THE DATA -
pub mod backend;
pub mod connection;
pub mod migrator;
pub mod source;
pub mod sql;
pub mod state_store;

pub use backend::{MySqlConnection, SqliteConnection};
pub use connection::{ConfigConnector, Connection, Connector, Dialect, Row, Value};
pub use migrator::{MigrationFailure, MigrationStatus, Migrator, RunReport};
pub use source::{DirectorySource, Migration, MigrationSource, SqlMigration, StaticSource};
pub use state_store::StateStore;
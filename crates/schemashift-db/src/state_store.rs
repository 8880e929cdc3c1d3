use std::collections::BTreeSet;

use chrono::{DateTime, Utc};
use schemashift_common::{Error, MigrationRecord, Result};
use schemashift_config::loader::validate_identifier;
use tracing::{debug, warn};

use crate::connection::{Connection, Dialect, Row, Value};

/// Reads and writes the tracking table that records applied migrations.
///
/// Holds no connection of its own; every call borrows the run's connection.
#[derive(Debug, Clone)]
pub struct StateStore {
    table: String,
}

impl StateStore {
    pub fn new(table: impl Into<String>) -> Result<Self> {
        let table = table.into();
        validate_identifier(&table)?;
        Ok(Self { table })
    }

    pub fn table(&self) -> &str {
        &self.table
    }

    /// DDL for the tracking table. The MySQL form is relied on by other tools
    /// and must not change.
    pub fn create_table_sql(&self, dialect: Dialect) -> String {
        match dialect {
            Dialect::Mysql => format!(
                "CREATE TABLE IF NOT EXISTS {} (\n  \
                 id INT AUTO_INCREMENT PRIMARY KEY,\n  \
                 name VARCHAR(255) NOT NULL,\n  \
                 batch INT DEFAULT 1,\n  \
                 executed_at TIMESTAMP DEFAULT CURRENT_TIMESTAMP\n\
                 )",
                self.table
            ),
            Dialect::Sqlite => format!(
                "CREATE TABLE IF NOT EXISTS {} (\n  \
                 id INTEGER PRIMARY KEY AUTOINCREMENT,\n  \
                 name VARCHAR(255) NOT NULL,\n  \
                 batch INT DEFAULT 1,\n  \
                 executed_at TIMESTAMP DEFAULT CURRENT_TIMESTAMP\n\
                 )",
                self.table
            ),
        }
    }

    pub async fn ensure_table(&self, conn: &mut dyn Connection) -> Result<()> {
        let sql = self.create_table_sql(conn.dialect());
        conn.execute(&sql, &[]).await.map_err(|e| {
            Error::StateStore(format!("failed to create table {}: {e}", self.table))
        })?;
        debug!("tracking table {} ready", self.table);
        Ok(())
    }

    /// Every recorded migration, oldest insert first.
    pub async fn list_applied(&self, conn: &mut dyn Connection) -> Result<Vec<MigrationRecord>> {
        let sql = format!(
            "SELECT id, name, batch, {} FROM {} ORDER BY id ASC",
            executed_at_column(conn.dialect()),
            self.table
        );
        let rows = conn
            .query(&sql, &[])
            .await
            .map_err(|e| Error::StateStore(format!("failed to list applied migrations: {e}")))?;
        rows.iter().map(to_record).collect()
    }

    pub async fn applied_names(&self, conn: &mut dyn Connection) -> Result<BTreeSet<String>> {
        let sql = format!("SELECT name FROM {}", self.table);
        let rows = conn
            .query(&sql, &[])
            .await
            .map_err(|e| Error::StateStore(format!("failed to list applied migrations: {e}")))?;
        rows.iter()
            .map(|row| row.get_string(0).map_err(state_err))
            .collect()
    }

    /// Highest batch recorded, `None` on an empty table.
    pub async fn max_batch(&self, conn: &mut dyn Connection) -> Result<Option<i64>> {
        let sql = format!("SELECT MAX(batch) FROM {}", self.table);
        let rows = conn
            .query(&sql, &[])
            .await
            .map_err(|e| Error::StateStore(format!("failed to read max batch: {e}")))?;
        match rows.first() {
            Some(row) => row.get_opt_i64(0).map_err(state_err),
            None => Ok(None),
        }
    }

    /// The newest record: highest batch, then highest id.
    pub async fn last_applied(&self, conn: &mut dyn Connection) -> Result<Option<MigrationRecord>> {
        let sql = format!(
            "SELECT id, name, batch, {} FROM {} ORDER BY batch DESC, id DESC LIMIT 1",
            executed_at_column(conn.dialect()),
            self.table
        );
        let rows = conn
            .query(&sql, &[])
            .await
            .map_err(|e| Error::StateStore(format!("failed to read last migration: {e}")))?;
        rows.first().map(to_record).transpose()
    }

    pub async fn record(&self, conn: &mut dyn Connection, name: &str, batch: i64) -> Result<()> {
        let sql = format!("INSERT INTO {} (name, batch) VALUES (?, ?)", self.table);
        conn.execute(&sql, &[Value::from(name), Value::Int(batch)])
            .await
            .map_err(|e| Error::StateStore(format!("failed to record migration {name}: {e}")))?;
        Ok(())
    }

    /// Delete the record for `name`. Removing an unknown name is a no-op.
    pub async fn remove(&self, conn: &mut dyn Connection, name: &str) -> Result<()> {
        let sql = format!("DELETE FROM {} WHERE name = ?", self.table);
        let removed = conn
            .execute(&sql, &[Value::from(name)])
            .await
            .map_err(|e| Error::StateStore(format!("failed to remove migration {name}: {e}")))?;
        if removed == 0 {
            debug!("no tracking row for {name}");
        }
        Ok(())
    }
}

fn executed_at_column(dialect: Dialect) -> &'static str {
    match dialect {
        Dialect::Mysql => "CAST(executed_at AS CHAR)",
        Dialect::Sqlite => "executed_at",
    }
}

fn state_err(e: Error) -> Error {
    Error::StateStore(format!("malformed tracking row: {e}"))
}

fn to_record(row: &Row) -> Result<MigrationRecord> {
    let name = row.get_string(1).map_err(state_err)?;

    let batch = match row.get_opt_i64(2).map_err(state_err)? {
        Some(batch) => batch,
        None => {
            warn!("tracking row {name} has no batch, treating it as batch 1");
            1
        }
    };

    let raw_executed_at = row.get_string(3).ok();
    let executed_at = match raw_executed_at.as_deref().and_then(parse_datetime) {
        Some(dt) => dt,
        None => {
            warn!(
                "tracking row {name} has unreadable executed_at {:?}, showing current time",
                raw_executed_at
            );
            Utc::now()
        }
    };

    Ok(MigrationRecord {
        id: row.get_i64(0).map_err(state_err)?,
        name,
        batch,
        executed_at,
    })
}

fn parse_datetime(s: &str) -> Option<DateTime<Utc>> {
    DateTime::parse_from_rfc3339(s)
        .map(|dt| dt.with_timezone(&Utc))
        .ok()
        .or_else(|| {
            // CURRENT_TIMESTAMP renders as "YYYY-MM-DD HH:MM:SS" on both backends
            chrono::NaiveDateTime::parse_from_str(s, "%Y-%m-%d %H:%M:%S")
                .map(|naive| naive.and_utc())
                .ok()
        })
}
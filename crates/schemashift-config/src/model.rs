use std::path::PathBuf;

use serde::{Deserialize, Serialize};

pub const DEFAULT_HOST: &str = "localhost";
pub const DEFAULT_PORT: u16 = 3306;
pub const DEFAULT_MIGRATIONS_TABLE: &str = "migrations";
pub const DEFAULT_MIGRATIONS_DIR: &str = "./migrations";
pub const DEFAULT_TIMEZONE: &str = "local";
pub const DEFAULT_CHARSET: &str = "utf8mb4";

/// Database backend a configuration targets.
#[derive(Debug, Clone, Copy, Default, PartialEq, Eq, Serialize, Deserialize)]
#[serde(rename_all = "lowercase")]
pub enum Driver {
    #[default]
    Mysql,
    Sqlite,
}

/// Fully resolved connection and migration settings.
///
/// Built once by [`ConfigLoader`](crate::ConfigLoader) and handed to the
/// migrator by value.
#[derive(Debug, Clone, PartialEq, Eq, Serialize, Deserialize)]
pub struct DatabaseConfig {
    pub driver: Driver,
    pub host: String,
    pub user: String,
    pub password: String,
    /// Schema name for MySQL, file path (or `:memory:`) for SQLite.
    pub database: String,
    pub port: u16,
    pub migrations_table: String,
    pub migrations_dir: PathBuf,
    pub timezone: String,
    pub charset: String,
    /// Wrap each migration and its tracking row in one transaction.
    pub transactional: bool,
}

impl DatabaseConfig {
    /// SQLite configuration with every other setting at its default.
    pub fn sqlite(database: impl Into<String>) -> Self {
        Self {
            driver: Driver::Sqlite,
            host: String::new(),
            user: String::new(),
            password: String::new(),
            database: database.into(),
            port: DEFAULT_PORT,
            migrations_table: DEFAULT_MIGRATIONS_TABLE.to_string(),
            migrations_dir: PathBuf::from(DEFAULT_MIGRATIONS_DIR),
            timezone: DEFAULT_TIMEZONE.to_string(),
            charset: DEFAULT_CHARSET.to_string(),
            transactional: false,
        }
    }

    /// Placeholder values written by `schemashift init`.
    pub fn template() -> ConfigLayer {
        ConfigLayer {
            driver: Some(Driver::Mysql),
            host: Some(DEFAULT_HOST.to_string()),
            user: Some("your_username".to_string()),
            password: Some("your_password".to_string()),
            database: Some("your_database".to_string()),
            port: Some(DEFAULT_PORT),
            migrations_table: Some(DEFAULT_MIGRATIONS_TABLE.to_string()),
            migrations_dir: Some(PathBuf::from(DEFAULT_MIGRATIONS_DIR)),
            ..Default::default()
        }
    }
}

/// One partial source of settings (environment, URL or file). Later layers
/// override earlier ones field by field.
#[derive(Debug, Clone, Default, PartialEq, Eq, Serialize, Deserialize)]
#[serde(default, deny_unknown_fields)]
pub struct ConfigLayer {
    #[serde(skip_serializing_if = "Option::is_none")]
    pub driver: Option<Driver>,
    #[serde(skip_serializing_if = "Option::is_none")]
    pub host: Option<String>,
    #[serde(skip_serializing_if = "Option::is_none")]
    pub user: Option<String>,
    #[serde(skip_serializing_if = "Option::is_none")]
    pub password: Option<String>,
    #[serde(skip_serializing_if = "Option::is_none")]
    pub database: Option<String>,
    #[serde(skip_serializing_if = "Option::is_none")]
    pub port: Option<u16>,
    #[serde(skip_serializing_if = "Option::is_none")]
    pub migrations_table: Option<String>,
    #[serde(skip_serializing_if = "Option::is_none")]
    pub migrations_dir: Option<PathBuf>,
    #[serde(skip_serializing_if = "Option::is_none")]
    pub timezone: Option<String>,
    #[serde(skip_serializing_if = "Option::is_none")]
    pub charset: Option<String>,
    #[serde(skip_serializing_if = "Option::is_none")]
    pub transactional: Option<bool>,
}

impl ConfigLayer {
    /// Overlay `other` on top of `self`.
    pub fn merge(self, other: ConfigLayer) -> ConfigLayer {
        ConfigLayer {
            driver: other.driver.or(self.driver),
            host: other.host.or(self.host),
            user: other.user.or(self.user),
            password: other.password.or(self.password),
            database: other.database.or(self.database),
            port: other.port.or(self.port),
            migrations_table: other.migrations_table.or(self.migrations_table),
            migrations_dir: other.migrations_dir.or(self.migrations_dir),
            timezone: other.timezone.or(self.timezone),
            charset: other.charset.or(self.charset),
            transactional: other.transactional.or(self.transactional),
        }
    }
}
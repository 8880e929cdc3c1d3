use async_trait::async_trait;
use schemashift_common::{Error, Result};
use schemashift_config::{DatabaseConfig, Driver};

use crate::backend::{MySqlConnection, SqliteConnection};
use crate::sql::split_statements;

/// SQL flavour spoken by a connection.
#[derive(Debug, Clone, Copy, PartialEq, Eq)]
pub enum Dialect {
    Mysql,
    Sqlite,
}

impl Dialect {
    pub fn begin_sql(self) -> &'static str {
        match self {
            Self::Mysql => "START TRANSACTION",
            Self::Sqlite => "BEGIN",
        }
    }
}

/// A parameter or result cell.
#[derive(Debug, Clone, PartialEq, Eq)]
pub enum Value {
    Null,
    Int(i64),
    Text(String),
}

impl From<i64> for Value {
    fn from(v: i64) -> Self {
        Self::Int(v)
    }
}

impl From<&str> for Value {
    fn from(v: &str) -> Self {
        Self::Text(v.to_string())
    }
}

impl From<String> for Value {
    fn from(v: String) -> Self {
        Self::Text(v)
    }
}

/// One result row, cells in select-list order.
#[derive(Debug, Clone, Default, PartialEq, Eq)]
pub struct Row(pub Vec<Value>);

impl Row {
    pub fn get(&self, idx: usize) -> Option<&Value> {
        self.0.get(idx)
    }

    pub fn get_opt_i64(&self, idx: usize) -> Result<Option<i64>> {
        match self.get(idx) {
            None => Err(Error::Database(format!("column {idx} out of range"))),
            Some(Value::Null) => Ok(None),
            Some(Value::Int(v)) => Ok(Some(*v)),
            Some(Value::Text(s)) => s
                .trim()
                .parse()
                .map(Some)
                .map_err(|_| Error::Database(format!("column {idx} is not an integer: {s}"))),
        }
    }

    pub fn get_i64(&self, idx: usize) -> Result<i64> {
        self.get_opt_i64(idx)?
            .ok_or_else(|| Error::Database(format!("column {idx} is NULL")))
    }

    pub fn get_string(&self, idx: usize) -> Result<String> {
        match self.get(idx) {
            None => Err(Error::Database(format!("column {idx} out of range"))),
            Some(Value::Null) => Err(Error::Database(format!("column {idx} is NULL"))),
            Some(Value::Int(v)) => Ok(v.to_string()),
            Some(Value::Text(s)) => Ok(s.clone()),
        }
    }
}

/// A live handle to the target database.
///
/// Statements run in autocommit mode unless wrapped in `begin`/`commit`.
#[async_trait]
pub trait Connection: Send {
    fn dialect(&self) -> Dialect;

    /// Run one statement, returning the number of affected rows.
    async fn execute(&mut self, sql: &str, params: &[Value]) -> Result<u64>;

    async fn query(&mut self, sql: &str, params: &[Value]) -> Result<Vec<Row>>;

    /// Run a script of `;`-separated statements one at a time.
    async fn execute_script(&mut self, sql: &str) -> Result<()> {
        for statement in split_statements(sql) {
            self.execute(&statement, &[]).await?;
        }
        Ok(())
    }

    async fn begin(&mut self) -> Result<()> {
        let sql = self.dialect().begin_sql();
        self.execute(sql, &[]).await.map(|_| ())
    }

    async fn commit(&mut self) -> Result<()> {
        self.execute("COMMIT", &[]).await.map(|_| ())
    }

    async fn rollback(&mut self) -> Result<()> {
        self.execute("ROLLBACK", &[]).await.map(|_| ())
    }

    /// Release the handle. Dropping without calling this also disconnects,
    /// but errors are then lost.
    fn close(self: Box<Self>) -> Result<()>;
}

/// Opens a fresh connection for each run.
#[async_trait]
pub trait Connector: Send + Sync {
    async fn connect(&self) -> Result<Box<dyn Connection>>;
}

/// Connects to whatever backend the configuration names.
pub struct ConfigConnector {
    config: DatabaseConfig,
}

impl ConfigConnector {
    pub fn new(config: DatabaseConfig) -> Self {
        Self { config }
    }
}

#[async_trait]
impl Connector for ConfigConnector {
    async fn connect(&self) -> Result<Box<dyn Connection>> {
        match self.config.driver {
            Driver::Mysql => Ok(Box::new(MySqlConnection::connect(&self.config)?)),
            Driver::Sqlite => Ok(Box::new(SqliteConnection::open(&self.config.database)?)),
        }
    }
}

WHAT YOU NEED TO DO -
Count the lines above that contain the word "enum". Give only the number.

SOLUTION TO THE PROBLEM -
3